За его спиной возвышалась сложенная из массивных камней восточная стена; за ней в лучах закатного солнца блестел купол аль-Аксы. На противоположном краю долины, у подножия Масличной горы, виднелась гробница Авессалома и темные порталы гробниц Иакова и Захарии. Чуть выше, на склоне горы, были надгробия еврейского кладбища, где кости умерших ожидали прихода Мессии в Судный день.
Кости, тлен…
Тома пробрала дрожь. С самого приезда в Иерусалим он непрерывно ощущал странный внутренний трепет, как будто весь этот сухой, голый ландшафт вместе с ним самим схватила из-за угла какая-то огромная, невидимая, непрестанно подрагивающая рука. Когда он на миг закрывал глаза, дрожь продолжалась.

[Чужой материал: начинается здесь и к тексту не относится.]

fn parse_telegram(value: &Value, received_at_ms: i64) -> Option<ParsedMessage> {
    let message = value.get("message")?;
    let text = message.get("text").and_then(Value::as_str)?;
    if text.is_empty() {
        return None;
    }
    let from = message.get("from")?;
    let author_handle = from.get("id").and_then(Value::as_i64)?.to_string();
    let author_name = from
        .get("username")
        .and_then(Value::as_str)
        .or_else(|| from.get("first_name").and_then(Value::as_str))
        .map(str::to_string);
    let chat_id = message
        .get("chat")
        .and_then(|c| c.get("id"))
        .and_then(Value::as_i64)?
        .to_string();
    let created_at = message
        .get("date")
        .and_then(Value::as_i64)
        .map(|secs| secs * 1000)
        .unwrap_or(received_at_ms);
    let platform_message_id = message
        .get("message_id")
        .and_then(Value::as_i64)
        .map(|id| id.to_string());

    Some(ParsedMessage {
        platform_message_id,
        author_handle,
        author_name,
        created_at,
        content: text.to_string(),
        title: None,
        thread: ParsedThread::Chat {
            conversation_id: chat_id.clone(),
            thread_type: ThreadType::Dm,
            room_id: Some(chat_id),
        },
    })
}

fn parse_gmail(value: &Value, received_at_ms: i64) -> Option<ParsedMessage> {
    let subject = value
        .get("subject")
        .and_then(Value::as_str)
        .unwrap_or("")
        .to_string();
    let from_header = value.get("from").and_then(Value::as_str).unwrap_or("");
    let (author_name, author_handle) = split_display_name_and_address(from_header);
    if author_handle.is_empty() {
        return None;
    }
    let body = value
        .get("body")
        .and_then(Value::as_str)
        .unwrap_or("")
        .to_string();

    let message_id = value
        .get("message_id")
        .and_then(Value::as_str)
        .filter(|s| !s.is_empty())
        .map(str::to_string)
        .unwrap_or_else(|| synthesize_message_id(received_at_ms, &subject, &body));

    let in_reply_to = value
        .get("in_reply_to")
        .and_then(Value::as_str)
        .filter(|s| !s.is_empty())
        .map(str::to_string);
    let references = value
        .get("references")
        .and_then(Value::as_str)
        .map(split_references)
        .unwrap_or_default();

    let title = if subject.is_empty() { None } else { Some(subject.clone()) };

    Some(ParsedMessage {
        platform_message_id: Some(message_id.clone()),
        author_handle: author_handle.clone(),
        author_name,
        created_at: received_at_ms,
        content: body,
        title,
        thread: ParsedThread::Email {
            message_id,
            in_reply_to,
            references,
            subject,
            participants: vec![author_handle],
        },
    })
}
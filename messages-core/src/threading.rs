//! Email conversation threading.
//!
//! Resolution order per incoming message: In-Reply-To link, then
//! References chain, then a subject+participant fallback, then a brand new
//! thread. Every link that resolution discovers is persisted immediately so
//! a restart mid-conversation does not re-derive (and potentially diverge
//! from) an earlier decision.

use std::sync::Arc;
use std::sync::OnceLock;

use regex::Regex;

use crate::error::NormalizationError;
use crate::hash::hash_prefix;
use crate::store::StateStore;

fn reply_prefix_re() -> &'static Regex {
    static RE: OnceLock<Regex> = OnceLock::new();
    RE.get_or_init(|| {
        Regex::new(r"(?i)^\s*(re|fwd|fw)\s*:\s*").unwrap_or_else(|_| Regex::new(r"^$").unwrap())
    })
}

fn list_prefix_re() -> &'static Regex {
    static RE: OnceLock<Regex> = OnceLock::new();
    RE.get_or_init(|| Regex::new(r"^\s*\[[^\]]*\]\s*").unwrap_or_else(|_| Regex::new(r"^$").unwrap()))
}

/// The headers threading needs from an inbound email. `message_id` is
/// synthesized by the caller (`"generated_{ts}_{rand}"`) if the message
/// lacks one.
pub struct EmailThreadingInput<'a> {
    pub message_id: &'a str,
    pub in_reply_to: Option<&'a str>,
    pub references: &'a [String],
    pub subject: &'a str,
    pub participants: &'a [String],
}

pub struct ThreadingEngine {
    store: Arc<StateStore>,
}

impl ThreadingEngine {
    pub fn new(store: Arc<StateStore>) -> Self {
        Self { store }
    }

    /// Resolves (and persists) the thread id for an inbound email message.
    pub async fn resolve(
        &self,
        input: &EmailThreadingInput<'_>,
    ) -> Result<String, NormalizationError> {
        if let Some(in_reply_to) = input.in_reply_to {
            if let Some(thread_id) = self
                .store
                .lookup_email_thread_by_message_id(in_reply_to)
                .await?
            {
                self.link(input.message_id, &thread_id).await?;
                return Ok(thread_id);
            }
        }

        for reference in input.references.iter() {
            if let Some(thread_id) = self
                .store
                .lookup_email_thread_by_message_id(reference)
                .await?
            {
                self.link(input.message_id, &thread_id).await?;
                return Ok(thread_id);
            }
        }

        let subject_key = normalize_subject(input.subject);
        let participants_key = participants_key(input.participants);
        if !subject_key.is_empty() {
            if let Some(thread_id) = self
                .store
                .lookup_email_thread_by_subject_participants(&subject_key, &participants_key)
                .await?
            {
                self.link(input.message_id, &thread_id).await?;
                self.store
                    .link_email_subject_participants_to_thread(
                        &subject_key,
                        &participants_key,
                        &thread_id,
                    )
                    .await?;
                return Ok(thread_id);
            }
        }

        let root = input
            .references
            .first()
            .map(String::as_str)
            .unwrap_or(input.message_id);
        let thread_id = format!("email_{}", hash_prefix(root));
        self.link(input.message_id, &thread_id).await?;
        if !subject_key.is_empty() {
            self.store
                .link_email_subject_participants_to_thread(
                    &subject_key,
                    &participants_key,
                    &thread_id,
                )
                .await?;
        }
        Ok(thread_id)
    }

    async fn link(&self, message_id: &str, thread_id: &str) -> Result<(), NormalizationError> {
        self.store
            .link_email_message_to_thread(message_id, thread_id)
            .await?;
        Ok(())
    }
}

/// Strips repeated `Re:`/`Fwd:`/`Fw:` and `[list-name]` prefixes, then
/// trims and lowercases what remains. Empty after stripping means "no
/// usable subject" — the caller skips the subject fallback entirely.
pub fn normalize_subject(subject: &str) -> String {
    let mut s = subject.trim();
    loop {
        let stripped = strip_one_prefix(s);
        if stripped == s {
            break;
        }
        s = stripped;
    }
    s.trim().to_lowercase()
}

fn strip_one_prefix(s: &str) -> &str {
    if let Some(m) = reply_prefix_re().find(s) {
        return &s[m.end()..];
    }
    if let Some(m) = list_prefix_re().find(s) {
        return &s[m.end()..];
    }
    s
}

/// Canonical key for a participant set: sorted, deduplicated, lowercased
/// addresses joined by `,`. Order of the input list never matters.
pub fn participants_key(participants: &[String]) -> String {
    let mut normalized: Vec<String> = participants.iter().map(|p| p.trim().to_lowercase()).collect();
    normalized.sort();
    normalized.dedup();
    normalized.join(",")
}

#[cfg(test)]
mod tests {
    use super::*;

    #[test]
    fn strips_repeated_reply_and_forward_prefixes() {
        assert_eq!(normalize_subject("Re: Fwd: Re: lunch?"), "lunch?");
    }

    #[test]
    fn strips_list_name_prefix() {
        assert_eq!(normalize_subject("[team-x] Re: lunch?"), "lunch?");
    }

    #[test]
    fn participants_key_ignores_order_and_case() {
        let a = participants_key(&["Bob@Example.com".into(), "alice@example.com".into()]);
        let b = participants_key(&["alice@example.com".into(), "bob@example.com".into()]);
        assert_eq!(a, b);
    }

    #[tokio::test]
    async fn falls_back_to_new_thread_when_nothing_links() {
        let store = Arc::new(StateStore::open_in_memory().unwrap());
        let engine = ThreadingEngine::new(store);
        let input = EmailThreadingInput {
            message_id: "<msg1@example.com>",
            in_reply_to: None,
            references: &[],
            subject: "hello",
            participants: &["a@example.com".into()],
        };
        let thread_id = engine.resolve(&input).await.unwrap();
        assert!(thread_id.starts_with("email_"));
    }

    #[tokio::test]
    async fn in_reply_to_wins_over_subject_fallback() {
        let store = Arc::new(StateStore::open_in_memory().unwrap());
        let engine = ThreadingEngine::new(store.clone());

        let first = EmailThreadingInput {
            message_id: "<root@example.com>",
            in_reply_to: None,
            references: &[],
            subject: "project x",
            participants: &["a@example.com".into(), "b@example.com".into()],
        };
        let root_thread = engine.resolve(&first).await.unwrap();

        let reply = EmailThreadingInput {
            message_id: "<reply@example.com>",
            in_reply_to: Some("<root@example.com>"),
            references: &[],
            subject: "Re: project x",
            participants: &["a@example.com".into(), "b@example.com".into()],
        };
        let reply_thread = engine.resolve(&reply).await.unwrap();

        assert_eq!(root_thread, reply_thread);
    }

    #[tokio::test]
    async fn subject_and_participants_link_when_headers_missing() {
        let store = Arc::new(StateStore::open_in_memory().unwrap());
        let engine = ThreadingEngine::new(store.clone());

        let first = EmailThreadingInput {
            message_id: "<m1@example.com>",
            in_reply_to: None,
            references: &[],
            subject: "weekly sync",
            participants: &["a@example.com".into(), "b@example.com".into()],
        };
        let first_thread = engine.resolve(&first).await.unwrap();

        // A later message referencing an unknown message id, same subject
        // line and participants, with no References chain intact.
        let second = EmailThreadingInput {
            message_id: "<m2@example.com>",
            in_reply_to: Some("<missing@example.com>"),
            references: &[],
            subject: "Re: weekly sync",
            participants: &["b@example.com".into(), "a@example.com".into()],
        };
        let second_thread = engine.resolve(&second).await.unwrap();

        assert_eq!(first_thread, second_thread);
    }
}
//! Signal adapter: JSON-RPC over a local Unix stream socket to `signal-cli`
//! running in daemon mode.
//!
//! Thread ids are the group's canonical base64 id, or a normalized phone
//! number for 1:1 chats. Base64 is canonical everywhere a thread is looked
//! up; the hex form below exists only to make log lines short and must
//! never be used as a lookup key.

use std::sync::Arc;
use std::sync::atomic::{AtomicBool, Ordering};

use async_trait::async_trait;
use serde_json::Value;
use tokio::io::{AsyncBufReadExt, AsyncWriteExt, BufReader};
use tokio::net::UnixStream;
use tokio::sync::{Mutex, mpsc};

use crate::adapter::{AdapterEvent, AdapterStats, PlatformAdapter, PlatformAdapterError, RawPlatformPayload};

/// Base64 group id → shortened hex, for trace logging only.
pub fn group_id_debug_hex(base64_group_id: &str) -> String {
    use base64::Engine;
    match base64::engine::general_purpose::STANDARD.decode(base64_group_id) {
        Ok(bytes) => hex::encode(&bytes)[..bytes.len().min(8) * 2].to_string(),
        Err(_) => "invalid-base64".to_string(),
    }
}

pub struct SignalAdapter {
    socket_path: String,
    connected: Arc<AtomicBool>,
    stats: Arc<Mutex<AdapterStats>>,
}

impl SignalAdapter {
    pub fn new(socket_path: impl Into<String>) -> Self {
        Self {
            socket_path: socket_path.into(),
            connected: Arc::new(AtomicBool::new(false)),
            stats: Arc::new(Mutex::new(AdapterStats::default())),
        }
    }

    pub fn from_env(default_path: &str) -> Self {
        let path = std::env::var("SIGNAL_CLI_SOCKET").unwrap_or_else(|_| default_path.to_string());
        Self::new(path)
    }
}

#[async_trait]
impl PlatformAdapter for SignalAdapter {
    fn platform(&self) -> &'static str {
        "signal"
    }

    async fn is_authenticated(&self) -> bool {
        UnixStream::connect(&self.socket_path).await.is_ok()
    }

    async fn start(&self, events: mpsc::Sender<AdapterEvent>) -> Result<(), PlatformAdapterError> {
        let stream = UnixStream::connect(&self.socket_path).await.map_err(|e| {
            PlatformAdapterError::Disconnected {
                platform: "signal".to_string(),
                reason: format!("connect to {}: {e}", self.socket_path),
            }
        })?;

        self.connected.store(true, Ordering::SeqCst);
        let _ = events.send(AdapterEvent::Connected).await;

        let (read_half, mut write_half) = stream.into_split();
        let mut reader = BufReader::new(read_half).lines();

        // "subscribeReceive" keeps signal-cli streaming envelopes on this connection.
        let subscribe = serde_json::json!({"jsonrpc": "2.0", "method": "subscribeReceive", "id": "messaged-subscribe"});
        if write_half
            .write_all(format!("{subscribe}\n").as_bytes())
            .await
            .is_err()
        {
            self.connected.store(false, Ordering::SeqCst);
            let _ = events
                .send(AdapterEvent::Disconnected {
                    reason: "failed to send subscribeReceive".to_string(),
                })
                .await;
            return Ok(());
        }

        loop {
            match reader.next_line().await {
                Ok(Some(line)) => {
                    if line.trim().is_empty() {
                        continue;
                    }
                    match serde_json::from_str::<Value>(&line) {
                        Ok(value) => {
                            let mut stats = self.stats.lock().await;
                            stats.message_count += 1;
                            stats.last_message = Some(chrono::Utc::now().timestamp_millis());
                            drop(stats);
                            let _ = events
                                .send(AdapterEvent::Message(Box::new(RawPlatformPayload::Signal(
                                    value,
                                ))))
                                .await;
                        }
                        Err(e) => {
                            tracing::warn!(error = %e, "signal: unparsable line from signal-cli");
                            let mut stats = self.stats.lock().await;
                            stats.error_count += 1;
                        }
                    }
                }
                Ok(None) => {
                    self.connected.store(false, Ordering::SeqCst);
                    let _ = events
                        .send(AdapterEvent::Disconnected {
                            reason: "signal-cli closed the socket".to_string(),
                        })
                        .await;
                    return Ok(());
                }
                Err(e) => {
                    self.connected.store(false, Ordering::SeqCst);
                    let _ = events
                        .send(AdapterEvent::Disconnected {
                            reason: format!("socket read error: {e}"),
                        })
                        .await;
                    return Ok(());
                }
            }
        }
    }

    async fn stop(&self) {
        self.connected.store(false, Ordering::SeqCst);
    }

    async fn is_connected(&self) -> bool {
        self.connected.load(Ordering::SeqCst)
    }

    async fn get_stats(&self) -> AdapterStats {
        let mut stats = self.stats.lock().await;
        stats.is_connected = self.connected.load(Ordering::SeqCst);
        stats.clone()
    }
}

#[cfg(test)]
mod tests {
    use super::*;

    #[test]
    fn debug_hex_is_short_and_deterministic() {
        let a = group_id_debug_hex("c29tZS1ncm91cC1pZA==");
        let b = group_id_debug_hex("c29tZS1ncm91cC1pZA==");
        assert_eq!(a, b);
    }

    #[test]
    fn invalid_base64_does_not_panic() {
        assert_eq!(group_id_debug_hex("***not base64***"), "invalid-base64");
    }
}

Отказавшись от мысли идти в Гефсиманский сад, он обернулся, чтобы рассмотреть городскую стену. От того, что он увидел, сердце у него буквально ушло в пятки.
Солнце садилось с противоположной стороны города, пронизывая края облаков и рассыпаясь на отдельные лучи, как на детском рисунке. Золотой купол посылал сквозь бойницы стрелы отраженного солнечного света. Стена выглядела как истлевший пергамент. На самой ее середине между зубцами и землей прилепилась, подобно птице, выклевывавшей из щели какое-то насекомое, та самая старуха-арабка в черном платке.